The brilliance of Adams’ joke lies in its dismantling of the very notion of a singular, definitive answer. Humans, throughout history, have sought grand unifying theories – philosophical systems, religious doctrines, scientific models – that promise to explain everything. We crave order, predictability, and a sense of control in a universe that often feels chaotic and indifferent to our existence. The supercomputer Deep Thought, tasked with calculating the Answer to the Ultimate Question, spends seven and a half million years crunching numbers, only to deliver a number devoid of context.

This is precisely Adams’ point. The question itself might be flawed. The universe might not operate on principles easily digestible by human intellect. The quest for a single, all-encompassing answer may be a futile exercise, born from our innate desire to simplify and categorize. We often impose order on a reality that may be fundamentally beyond our ability to fully comprehend. Imagine trying to explain quantum mechanics to a goldfish – the concepts are simply beyond its cognitive framework. Perhaps we are, in a cosmic sense, that goldfish, struggling to grasp the vastness and complexity of existence.

The Number 42: More Than Just a Joke

While Adams claimed he chose 42 randomly, the number itself has taken on a life of its own. Mathematicians and number enthusiasts have pointed out various interesting properties:

Binary Representation: In binary, 42 is represented as 101010, which some find aesthetically pleasing and potentially symbolic.

Sum of Triangular Numbers: 42 is the sum of the first six triangular numbers.

ASCII Code: The ASCII code for the asterisk (*) character, often used as a wildcard in computer programming, is 42. This connection to computers resonates with the narrative’s focus on technology and artificial intelligence.

Mathematical Significance: While not profoundly significant in itself, 42 is a common number in various mathematical contexts, subtly reinforcing the idea that even seemingly random numbers can hold a certain resonance.
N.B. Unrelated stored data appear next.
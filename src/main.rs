#![allow(unused)]

use chrono::Local;
use failure::{err_msg, Error};
use log::{debug, error, info, trace, warn};
use rand::{Rng, SeedableRng};
use std::cell::RefCell;
use std::rc::Rc;
use std::time::Duration;
use vek::Vec2;

use ofow::{
    CullBounds, FogBounds, FogCullable, FogOfWar, FogSettings, PointViewer,
};

const TPS: u64 = 30;
const FRAMES: u64 = 300;

/// 展示用單位：紀錄可見狀態轉換並模擬淡入淡出
struct DemoUnit {
    name: &'static str,
    position: Vec2<f32>,
    alpha: f32,
}

impl DemoUnit {
    fn new(name: &'static str, position: Vec2<f32>) -> Self {
        Self {
            name,
            position,
            alpha: 0.0,
        }
    }
}

impl FogCullable for DemoUnit {
    fn position(&self) -> Vec2<f32> {
        self.position
    }

    fn bounds(&self) -> CullBounds {
        CullBounds::from_half_extents(Vec2::new(24.0, 24.0))
    }

    fn on_visibility_changed(&mut self, visible: bool) {
        info!(
            "單位 {} {}",
            self.name,
            if visible { "進入視野" } else { "離開視野" }
        );
    }

    fn apply_visible(&mut self, visible: bool) {
        // 每幀朝目標透明度靠近，不論狀態是否轉換
        let target = if visible { 1.0 } else { 0.0 };
        self.alpha += (target - self.alpha) * 0.2;
    }
}

fn setup_logger() -> Result<(), fern::InitError> {
    fern::Dispatch::new()
        .format(|out, message, record| {
            out.finish(format_args!(
                "{} [{}] {}",
                Local::now().format("%Y-%m-%d %H:%M:%S%.3f"),
                record.level(),
                message
            ))
        })
        .level(log::LevelFilter::Info)
        .chain(std::io::stdout())
        .apply()?;
    Ok(())
}

fn main() -> Result<(), Error> {
    setup_logger().map_err(|e| err_msg(format!("日誌初始化失敗: {}", e)))?;

    let settings = FogSettings::load("fog.toml");
    let bounds = FogBounds::from_rect(Vec2::new(-2000.0, -2000.0), Vec2::new(2000.0, 2000.0));
    let mut fog = FogOfWar::new(bounds, &settings);

    // 隨機漫步的偵察單位
    let scout = Rc::new(RefCell::new(PointViewer::new(Vec2::new(0.0, 0.0), 400.0)));
    fog.register_viewer(scout.clone());

    // 固定據點的駐守視野
    fog.register_point_viewer(Vec2::new(-1500.0, -1500.0), 300.0);

    let units = [
        Rc::new(RefCell::new(DemoUnit::new("敵方箭塔", Vec2::new(800.0, 200.0)))),
        Rc::new(RefCell::new(DemoUnit::new("敵方兵營", Vec2::new(-600.0, 900.0)))),
        Rc::new(RefCell::new(DemoUnit::new("野怪營地", Vec2::new(1500.0, -1200.0)))),
    ];
    for unit in units.iter() {
        fog.register_cullable(unit.clone());
    }

    // 開場的限時偵查術
    fog.reveal_timed(Vec2::new(1500.0, -1200.0), 500.0, 3.0);

    let dt = Duration::from_secs_f64(1.0 / TPS as f64).as_secs_f32();
    let mut rng = rand::rngs::StdRng::seed_from_u64(7);

    for frame in 0..FRAMES {
        {
            let mut s = scout.borrow_mut();
            s.position.x = (s.position.x + rng.random_range(-60.0..60.0)).clamp(-1900.0, 1900.0);
            s.position.y = (s.position.y + rng.random_range(-60.0..60.0)).clamp(-1900.0, 1900.0);
        }

        fog.update(dt);

        if frame % TPS == 0 {
            info!(
                "第 {} 幀: 已探索比例 {:.1}%",
                frame,
                fog.snapshot().explored_ratio() * 100.0
            );
        }
    }

    let snapshot = fog.snapshot();
    let summary = serde_json::json!({
        "frame": snapshot.frame,
        "resolution": snapshot.resolution,
        "world_size": snapshot.world_size,
        "explored_ratio": snapshot.explored_ratio(),
        "viewers": fog.viewer_count(),
        "cullables": fog.cullable_count(),
    });
    info!("迷霧統計: {}", serde_json::to_string_pretty(&summary)?);

    Ok(())
}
However, attributing profound meaning to these coincidences misses the core of Adams’ message. The fact that people seek to find meaning in the number 42 is far more significant than the number itself. It demonstrates our innate tendency to search for patterns and connections, even in the face of randomness.

Beyond the Answer: The Value of the Question

If 42 is not the answer, then what is? Perhaps the pursuit of the answer is more valuable than the answer itself. The story of Deep Thought highlights this perfectly. The computer calculates the answer, but doesn’t know the question. It then needs to build an even larger computer, Earth, to determine what the Ultimate Question actually is.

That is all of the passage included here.